10. Oakley Thump 1: If you've overdone it with the eggnog, a $350 pair of sunglasses with a built-in MP3 player might seem a divine combination. It's not. The poorly fitting earbuds chafe, the glasses feel flimsy, and the style is dated. Avoid the first version, and be careful of the second—better, but still not great. And what happens if you want to rock out at night? Unless you're buying for Bono, pick up an iPod shuffle and a pair of Revos for less.
9. Voodoo Doll D210: If you give someone this zippy breadbox-sized PC, they'll be sticking pins in your effigy all year—and you'll be out more than 3,000 smackeroos, too. Voodoo crammed two CPUs and two hard drives inside, but left out the keyboard, mouse, and monitor. If you buy one anyway, get a pair of industrial-strength ear protectors too, as it whines like a 747 taxiing for takeoff.

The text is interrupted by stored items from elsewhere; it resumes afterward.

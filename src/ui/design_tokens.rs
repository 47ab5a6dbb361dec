// SPDX-License-Identifier: MPL-2.0
//! Centralized design tokens following the W3C Design Tokens standard.
//!
//! - **Palette**: base colors
//! - **Gradients**: background cycle color pairs
//! - **Opacity**: standardized opacity levels
//! - **Spacing**: spacing scale (8px grid)
//! - **Sizing**: component sizes
//! - **Typography**: font size scale
//! - **Border / Radius / Shadow**: outline scales

use iced::Color;

// ============================================================================
// Color Palette
// ============================================================================

pub mod palette {
    use super::Color;

    // Grayscale
    pub const BLACK: Color = Color::BLACK;
    pub const WHITE: Color = Color::WHITE;
    pub const GRAY_900: Color = Color::from_rgb(0.1, 0.1, 0.1);
    pub const GRAY_700: Color = Color::from_rgb(0.3, 0.3, 0.3);
    pub const GRAY_400: Color = Color::from_rgb(0.4, 0.4, 0.4);
    pub const GRAY_200: Color = Color::from_rgb(0.75, 0.75, 0.75);
    pub const GRAY_100: Color = Color::from_rgb(0.85, 0.85, 0.85);

    // Brand colors (blue scale)
    pub const PRIMARY_400: Color = Color::from_rgb(0.4, 0.7, 1.0);
    pub const PRIMARY_500: Color = Color::from_rgb(0.3, 0.6, 0.9);
    pub const PRIMARY_600: Color = Color::from_rgb(0.2, 0.5, 0.8);

    // Semantic colors
    pub const ERROR_500: Color = Color::from_rgb(0.898, 0.224, 0.208);
    pub const WARNING_500: Color = Color::from_rgb(0.945, 0.651, 0.125);
    pub const SUCCESS_500: Color = Color::from_rgb(0.263, 0.702, 0.404);
    pub const INFO_500: Color = Color::from_rgb(0.392, 0.588, 1.0);
}

// ============================================================================
// Background Gradients
// ============================================================================

pub mod gradients {
    use super::Color;

    /// Gradient stops cycled by the decorative background animation.
    /// Pink→rose, violet→blue, coral→ice.
    pub const CYCLE: [(Color, Color); 3] = [
        (
            Color::from_rgb(1.0, 0.494, 0.702),
            Color::from_rgb(1.0, 0.459, 0.549),
        ),
        (
            Color::from_rgb(0.416, 0.067, 0.796),
            Color::from_rgb(0.145, 0.459, 0.988),
        ),
        (
            Color::from_rgb(1.0, 0.431, 0.498),
            Color::from_rgb(0.749, 0.914, 1.0),
        ),
    ];
}

// ============================================================================
// Opacity Scale
// ============================================================================

pub mod opacity {
    pub const TRANSPARENT: f32 = 0.0;
    pub const OVERLAY_SUBTLE: f32 = 0.2;
    pub const OVERLAY_MEDIUM: f32 = 0.5;
    pub const OVERLAY_STRONG: f32 = 0.7;
    pub const OVERLAY_PRESSED: f32 = 0.9;
    pub const OPAQUE: f32 = 1.0;

    /// Surface background for the main card over the animated gradient.
    pub const SURFACE: f32 = 0.95;
}

// ============================================================================
// Spacing Scale (8px baseline grid)
// ============================================================================

pub mod spacing {
    pub const XXS: f32 = 4.0; // 0.5 unit
    pub const XS: f32 = 8.0; // 1 unit
    pub const SM: f32 = 12.0; // 1.5 units
    pub const MD: f32 = 16.0; // 2 units
    pub const LG: f32 = 24.0; // 3 units
    pub const XL: f32 = 32.0; // 4 units
}

// ============================================================================
// Sizing Scale
// ============================================================================

pub mod sizing {
    // Icon sizes
    pub const ICON_SM: f32 = 16.0;
    pub const ICON_MD: f32 = 24.0;
    pub const ICON_XL: f32 = 48.0;

    // Interactive element heights
    pub const BUTTON_HEIGHT: f32 = 36.0;
    pub const INPUT_HEIGHT: f32 = 40.0;

    // Component widths
    pub const CARD_MAX_WIDTH: f32 = 680.0;
    pub const TOAST_WIDTH: f32 = 320.0;

    // Gallery grid
    pub const THUMBNAIL_HEIGHT: f32 = 128.0;
    pub const GRID_COLUMNS: usize = 3;
}

// ============================================================================
// Typography Scale
// ============================================================================

pub mod typography {
    /// Large title - main heading on the gallery card.
    pub const TITLE_LG: f32 = 30.0;

    /// Small title - section headers.
    pub const TITLE_SM: f32 = 18.0;

    /// Large body - form inputs, emphasis text.
    pub const BODY_LG: f32 = 16.0;

    /// Standard body - most UI text, labels, descriptions.
    pub const BODY: f32 = 14.0;

    /// Caption - hints, dimensions, small info.
    pub const CAPTION: f32 = 12.0;
}

// ============================================================================
// Border Scale
// ============================================================================

pub mod border {
    /// Thin border - subtle separators, input fields.
    pub const WIDTH_SM: f32 = 1.0;

    /// Medium border - emphasis borders, toast accents.
    pub const WIDTH_MD: f32 = 2.0;
}

// ============================================================================
// Border Radius Scale
// ============================================================================

pub mod radius {
    pub const SM: f32 = 4.0;
    pub const MD: f32 = 8.0;
    pub const LG: f32 = 16.0;
    pub const FULL: f32 = 9999.0; // Pill shape
}

// ============================================================================
// Shadow Definitions
// ============================================================================

pub mod shadow {
    use super::palette;
    use iced::{Shadow, Vector};

    pub const NONE: Shadow = Shadow {
        color: palette::BLACK,
        offset: Vector::ZERO,
        blur_radius: 0.0,
    };

    pub const SM: Shadow = Shadow {
        color: palette::BLACK,
        offset: Vector { x: 0.0, y: 2.0 },
        blur_radius: 4.0,
    };

    pub const MD: Shadow = Shadow {
        color: palette::BLACK,
        offset: Vector { x: 0.0, y: 4.0 },
        blur_radius: 8.0,
    };

    pub const LG: Shadow = Shadow {
        color: palette::BLACK,
        offset: Vector { x: 0.0, y: 8.0 },
        blur_radius: 16.0,
    };
}

// ============================================================================
// Compile-time Validation
// ============================================================================

const _: () = {
    // Spacing validation
    assert!(spacing::XS > 0.0);
    assert!(spacing::SM > spacing::XS);
    assert!(spacing::MD > spacing::SM);
    assert!(spacing::LG > spacing::MD);

    // Opacity validation
    assert!(opacity::TRANSPARENT == 0.0);
    assert!(opacity::OPAQUE == 1.0);
    assert!(opacity::SURFACE > 0.0 && opacity::SURFACE < 1.0);

    // Sizing validation
    assert!(sizing::ICON_XL > sizing::ICON_MD);
    assert!(sizing::ICON_MD > sizing::ICON_SM);
    assert!(sizing::GRID_COLUMNS > 0);

    // Typography validation
    assert!(typography::TITLE_LG > typography::TITLE_SM);
    assert!(typography::TITLE_SM > typography::BODY_LG);
    assert!(typography::BODY > typography::CAPTION);

    // Border validation
    assert!(border::WIDTH_MD > border::WIDTH_SM);
};

#[cfg(test)]
mod tests {
    use super::*;

    #[test]
    fn spacing_scale_is_consistent() {
        assert_eq!(spacing::MD, spacing::XS * 2.0);
        assert_eq!(spacing::LG, spacing::MD * 1.5);
    }

    #[test]
    fn gradient_cycle_colors_are_in_range() {
        for (start, end) in gradients::CYCLE {
            for c in [start, end] {
                assert!(c.r >= 0.0 && c.r <= 1.0);
                assert!(c.g >= 0.0 && c.g <= 1.0);
                assert!(c.b >= 0.0 && c.b <= 1.0);
            }
        }
    }
}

8. H2i SimplyTouch OpticalBar: Turn any monitor into a touch screen! That's the promise; the reality is different. The OpticalBar sits atop your monitor and tracks your finger as you touch special parts of the screen. Alas, it works more slowly than the midnight shift at an all-night diner, and often gets your order wrong, too. Opt for a tablet notebook instead.
7. ROKR E1: The Oakley Thump of the mobile phone set; at least it's a decent phone. The hype around "The First iTunes Phone" created unfulfillable expectations. It's not as polished as an iPod, and its oddly limited music storage makes a mediocre player even worse. Glacially slow music-transfer speeds put the final nail in this coffin. Sony Ericsson sells a much better MP3-phone combo, but I suggest a shuffle and a RAZR phone: Cheaper—and better, too.
6. Cinego D-1000: It slices! It dices! It projects your DVDs onto the wall! You might be tempted by this combination front-projector and DVD player, but stay away. Marred by a minuscule remote, nasty interface, and terrible video quality, it'll be quickly relegated to the garage or eBay. For budget home theater, hold out for Optoma's DV10, or pick up a cheaper projector and a DVD player for less.
5. PQI mPack P800 Media Player: Looking for a portable music and video player? The mPack looks attractive—you can record video and FM radio directly, and it even includes a CompactFlash slot. But playback is a problem. Even with the most recent flash update, fast-forward and rewind simply do not work, despite the manual's direction. The screen is terrible, the interface abysmal, and the physical buttons erratic. Apple's video iPod, the Creative Zen Vision, and anything from Archos deliver a better experience for less.
4. Dual XNAV3500P: Even alpha males can use a little GPS assistance now and then. This hybrid car and portable mapping system seems solid—until you start using it. Marred by an awful interface and a poor data-entry keypad, it failed our tests. Pick up a TomTom GO, or give an IOU for Garmin's amazing Nuvi, debuting here in January.
3. PepperPad: Following in the footsteps of the Audrey, Netpliance, and NIC, this is an Internet bubble failure five years too late. More expensive than a laptop, with a battery life measured in minutes, and a tiny 8- by 6-inch touch screen, this home Internet tablet has few redeeming features. Unless you're a fan of freaky keyboards, opt for a cheap tablet PC instead.
2. Sony S2 Sports Network Walkman NW-S23: Pity poor Sony. It invented the Walkman and then squabbled as Apple stole its lunch. This player finally supports MP3 files, yet it lacks so much else that it's hardly worth the price. With ergonomics straight from a Klingon warship, balky software, and a poor display, this one deserves a place in the remainder rack. Again, you're better off with a shuffle.
And now, the moment you've all been waiting for... the worst product of the year—and from a surprising source.
1. Samsung Digimax V700: Samsung can seemingly do no wrong these days. The company has supplanted Sony as the top electronics brand, exuding both quality and cool. We hope this terrible digital camera is an aberration, not a sign of things to come. With slow performance, lousy auto-exposure, and some shutter lag, this 7.1-megapixel camera never should have been released. Compact cameras from Canon, Sony and Nikon are far better—even if they do cost a bit more.